I have a LONG journey ahead...insert Sara Groves song....this journey is my own.
I have A LOT to write today - sorry for the epic blog. I understand if you can't make it to the end.
Therapy was GREAT last night. We discussed the happenings of the weekend with mom,and how it affected me, good and bad. Therapist keeps telling me to "name it", "own it", and "accept it for what it is". I couldn't have explained this a year ago. In my anxious mind, a comment is made, I roll it around, twist it, throw some mud on it, and react to it very quickly. Seriously, this takes about one nanosecond to occur. What I have been focused on doing with other situations, and other people is slowing my mind to actually see the truth for what it is. To head off the spiral before it starts. I have not been able to do this when it comes to my mother.
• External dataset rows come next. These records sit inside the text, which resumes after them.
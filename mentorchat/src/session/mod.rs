//! Conversation sessions.
//!
//! A [`ChatSession`] is the consumer handle for one open conversation.
//! Opening it resolves the conversation with the room service and loads the
//! latest history page; it then spawns a session actor that owns the
//! [`ConversationSession`] state and drives the live channel:
//!
//! - connect, subscribe, and reconnect after a fixed delay on loss
//! - merge live frames and recovered gaps into the transcript
//! - acknowledge messages from the other party
//! - run optimistic sends and flag the ones that fail
//!
//! The transcript and channel state are published on `watch` channels, so
//! readers always see the latest snapshot without locking.
//!
//! Closing the session, or dropping the handle, tears the actor down: the
//! link is closed, the reconnect timer is cancelled, in-flight requests are
//! aborted, and the state is cleared.

mod actor;
mod bootstrap;
mod connection;
mod recovery;
mod send;
mod state;

pub use state::ConversationSession;

use std::sync::Arc;
use std::time::Duration;

use tokio::sync::{mpsc, oneshot, watch};
use tokio::task::JoinHandle;

use mentorchat_proto::message::{ClientRef, ConversationId, UserId, ValidationError, validate_body};

use crate::room::RoomService;
use crate::transcript::TranscriptEntry;
use crate::transport::Connector;

use actor::{Command, SessionActor};

/// Default delay between a lost connection and the next attempt.
pub const DEFAULT_RECONNECT_DELAY: Duration = Duration::from_secs(3);

/// Default bound on a single connection attempt.
pub const DEFAULT_CONNECT_TIMEOUT: Duration = Duration::from_secs(10);

/// Default capacity of the command queue into the session actor.
pub const DEFAULT_COMMAND_BUFFER: usize = 64;

/// Immutable view of the transcript at one point in time.
pub type TranscriptSnapshot = Arc<[TranscriptEntry]>;

/// Whether the live channel is up.
#[derive(Debug, Clone, Copy, PartialEq, Eq)]
pub enum ChannelState {
    /// No connection and none being attempted.
    Disconnected,
    /// A connection attempt is running or scheduled.
    Connecting,
    /// Subscribed to the conversation topic.
    Connected,
}

/// Session tuning.
#[derive(Debug, Clone)]
pub struct SessionConfig {
    /// The user this client acts for.
    pub viewer: UserId,
    /// Wait between a lost or failed connection and the next attempt.
    pub reconnect_delay: Duration,
    /// Bound on one connection attempt; exceeding it counts as a failure.
    pub connect_timeout: Duration,
    /// Capacity of the command queue.
    pub command_buffer: usize,
}

impl SessionConfig {
    /// Configuration with default timings for `viewer`.
    #[must_use]
    pub const fn new(viewer: UserId) -> Self {
        Self {
            viewer,
            reconnect_delay: DEFAULT_RECONNECT_DELAY,
            connect_timeout: DEFAULT_CONNECT_TIMEOUT,
            command_buffer: DEFAULT_COMMAND_BUFFER,
        }
    }
}

/// Errors from [`ChatSession::open`].
#[derive(Debug, Clone, PartialEq, Eq, thiserror::Error)]
pub enum OpenError {
    /// The viewer may not talk to this counterpart.
    #[error("not authorized to open this conversation")]
    NotAuthorized,

    /// The conversation could not be resolved.
    #[error("conversation unavailable: {0}")]
    Unavailable(String),
}

/// Errors from [`ChatSession::send`].
#[derive(Debug, thiserror::Error)]
pub enum SessionError {
    /// The message body was rejected before anything was written.
    #[error("invalid message: {0}")]
    Validation(#[from] ValidationError),

    /// The session has been closed.
    #[error("session closed")]
    Closed,
}

/// Handle to an open conversation.
#[derive(Debug)]
pub struct ChatSession {
    conversation: ConversationId,
    commands: mpsc::Sender<Command>,
    transcript: watch::Receiver<TranscriptSnapshot>,
    channel_state: watch::Receiver<ChannelState>,
    actor: Option<JoinHandle<()>>,
}

impl ChatSession {
    /// Open the conversation with `counterpart`.
    ///
    /// Resolves the conversation and loads the most recent history page
    /// before returning; the live channel is then opened in the background.
    /// A history failure is not fatal: the session starts empty.
    ///
    /// # Errors
    ///
    /// - [`OpenError::NotAuthorized`] if the room service refuses access.
    /// - [`OpenError::Unavailable`] if the conversation cannot be resolved.
    pub async fn open<R: RoomService, C: Connector>(
        config: SessionConfig,
        rooms: Arc<R>,
        connector: Arc<C>,
        counterpart: &UserId,
    ) -> Result<Self, OpenError> {
        let state = bootstrap::bootstrap(rooms.as_ref(), &config.viewer, counterpart).await?;
        let conversation = state.conversation();

        let (transcript_tx, transcript) = watch::channel(state.snapshot());
        let (state_tx, channel_state) = watch::channel(ChannelState::Disconnected);
        let (commands, command_rx) = mpsc::channel(config.command_buffer.max(1));

        let actor = SessionActor::new(
            state,
            rooms,
            connector,
            &config,
            transcript_tx,
            state_tx,
        );
        let handle = tokio::spawn(actor.run(command_rx));

        tracing::info!(conversation = %conversation, counterpart = %counterpart, "session opened");
        Ok(Self {
            conversation,
            commands,
            transcript,
            channel_state,
            actor: Some(handle),
        })
    }

    /// The resolved conversation.
    #[must_use]
    pub const fn conversation(&self) -> ConversationId {
        self.conversation
    }

    /// Send a message.
    ///
    /// The message appears in the transcript as pending before this returns.
    /// The returned token identifies that entry; it turns confirmed when the
    /// server copy arrives, or failed if the send request errors.
    ///
    /// # Errors
    ///
    /// - [`SessionError::Validation`] if the body is empty or too large; no
    ///   entry is created.
    /// - [`SessionError::Closed`] if the session has shut down.
    pub async fn send(&self, body: impl Into<String>) -> Result<ClientRef, SessionError> {
        let body = body.into();
        validate_body(&body)?;

        let (reply, reply_rx) = oneshot::channel();
        self.commands
            .send(Command::Send { body, reply })
            .await
            .map_err(|_| SessionError::Closed)?;
        reply_rx.await.map_err(|_| SessionError::Closed)
    }

    /// Subscribe to transcript snapshots.
    #[must_use]
    pub fn transcript(&self) -> watch::Receiver<TranscriptSnapshot> {
        self.transcript.clone()
    }

    /// Subscribe to channel state changes.
    #[must_use]
    pub fn channel_state(&self) -> watch::Receiver<ChannelState> {
        self.channel_state.clone()
    }

    /// Close the session and wait for teardown to finish.
    pub async fn close(mut self) {
        let _ = self.commands.send(Command::Close).await;
        if let Some(actor) = self.actor.take()
            && let Err(e) = actor.await
        {
            tracing::warn!(conversation = %self.conversation, err = %e, "session actor ended abnormally");
        }
        tracing::info!(conversation = %self.conversation, "session closed");
    }
}

impl Drop for ChatSession {
    fn drop(&mut self) {
        if let Some(actor) = self.actor.take() {
            actor.abort();
        }
    }
}
//! REST client for the chat server's room endpoints.

use std::time::Duration;

use reqwest::{Client, RequestBuilder, Response, StatusCode};
use serde::de::DeserializeOwned;
use url::Url;

use mentorchat_proto::message::{ClientRef, ConversationId, Sequence, UserId, WireMessage};
use mentorchat_proto::rest::{ResolveRoomRequest, ResolveRoomResponse, SendMessageRequest};

use super::{RoomError, RoomService};

/// [`RoomService`] backed by the server's JSON API.
#[derive(Debug, Clone)]
pub struct HttpRoomService {
    client: Client,
    base: String,
    auth_token: Option<String>,
}

impl HttpRoomService {
    /// Build a client for the server at `base_url`.
    ///
    /// Every request is bounded by `request_timeout`. When `auth_token` is
    /// set it is sent as a bearer token.
    ///
    /// # Errors
    ///
    /// Returns [`RoomError::Unavailable`] if the HTTP client cannot be built.
    pub fn new(
        base_url: &Url,
        request_timeout: Duration,
        auth_token: Option<String>,
    ) -> Result<Self, RoomError> {
        let client = Client::builder()
            .timeout(request_timeout)
            .build()
            .map_err(|e| RoomError::Unavailable(format!("HTTP client: {e}")))?;
        Ok(Self {
            client,
            base: base_url.as_str().trim_end_matches('/').to_string(),
            auth_token,
        })
    }

    fn rooms_url(&self) -> String {
        format!("{}/api/chat/rooms", self.base)
    }

    fn messages_url(&self, conversation: ConversationId) -> String {
        format!("{}/api/chat/rooms/{conversation}/messages", self.base)
    }

    fn authorized(&self, request: RequestBuilder) -> RequestBuilder {
        match &self.auth_token {
            Some(token) => request.bearer_auth(token),
            None => request,
        }
    }

    async fn execute(&self, request: RequestBuilder) -> Result<Response, RoomError> {
        let response = self
            .authorized(request)
            .send()
            .await
            .map_err(|e| RoomError::Unavailable(e.to_string()))?;

        let status = response.status();
        if status == StatusCode::UNAUTHORIZED || status == StatusCode::FORBIDDEN {
            return Err(RoomError::NotAuthorized);
        }
        if !status.is_success() {
            let text = response.text().await.unwrap_or_default();
            return Err(RoomError::Unavailable(format!("HTTP {status}: {text}")));
        }
        Ok(response)
    }

    async fn fetch<T: DeserializeOwned>(&self, request: RequestBuilder) -> Result<T, RoomError> {
        self.execute(request)
            .await?
            .json::<T>()
            .await
            .map_err(|e| RoomError::Malformed(e.to_string()))
    }
}

impl RoomService for HttpRoomService {
    async fn resolve_room(
        &self,
        counterpart: &UserId,
        viewer: &UserId,
    ) -> Result<ConversationId, RoomError> {
        let body = ResolveRoomRequest {
            counterpart_id: counterpart.clone(),
            viewer_id: Some(viewer.clone()),
        };
        let response: ResolveRoomResponse = self
            .fetch(self.client.post(self.rooms_url()).json(&body))
            .await?;
        tracing::debug!(conversation = %response.room_id, counterpart = %counterpart, "resolved room");
        Ok(response.room_id)
    }

    async fn recent_messages(
        &self,
        conversation: ConversationId,
    ) -> Result<Vec<WireMessage>, RoomError> {
        self.fetch(self.client.get(self.messages_url(conversation)))
            .await
    }

    async fn missed_messages(
        &self,
        conversation: ConversationId,
        since: Sequence,
    ) -> Result<Vec<WireMessage>, RoomError> {
        let url = format!("{}/missed", self.messages_url(conversation));
        self.fetch(self.client.get(url).query(&[("since", since.get())]))
            .await
    }

    async fn send_message(
        &self,
        conversation: ConversationId,
        sender: &UserId,
        body: &str,
        client_ref: ClientRef,
    ) -> Result<(), RoomError> {
        let request = SendMessageRequest {
            sender_id: sender.clone(),
            content: body.to_string(),
            client_ref,
        };
        self.execute(
            self.client
                .post(self.messages_url(conversation))
                .json(&request),
        )
        .await?;
        Ok(())
    }
}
On a similar, but side note, my brother told me what he wants for me this weekend. Not from, but FOR. He is truly amzing. His desire is for me to slow down, to live in the gray. I guess I tend to worry the people that love me because I live so fast, it seems out of control. Life is very fast, and VERY black and white for me. How does this relate to the above statement? I have been able to slow down areas of my life, but they are not evident to others. The one BIG area that I have not been able to slow myself is with my family. Mostly mom, but also with others.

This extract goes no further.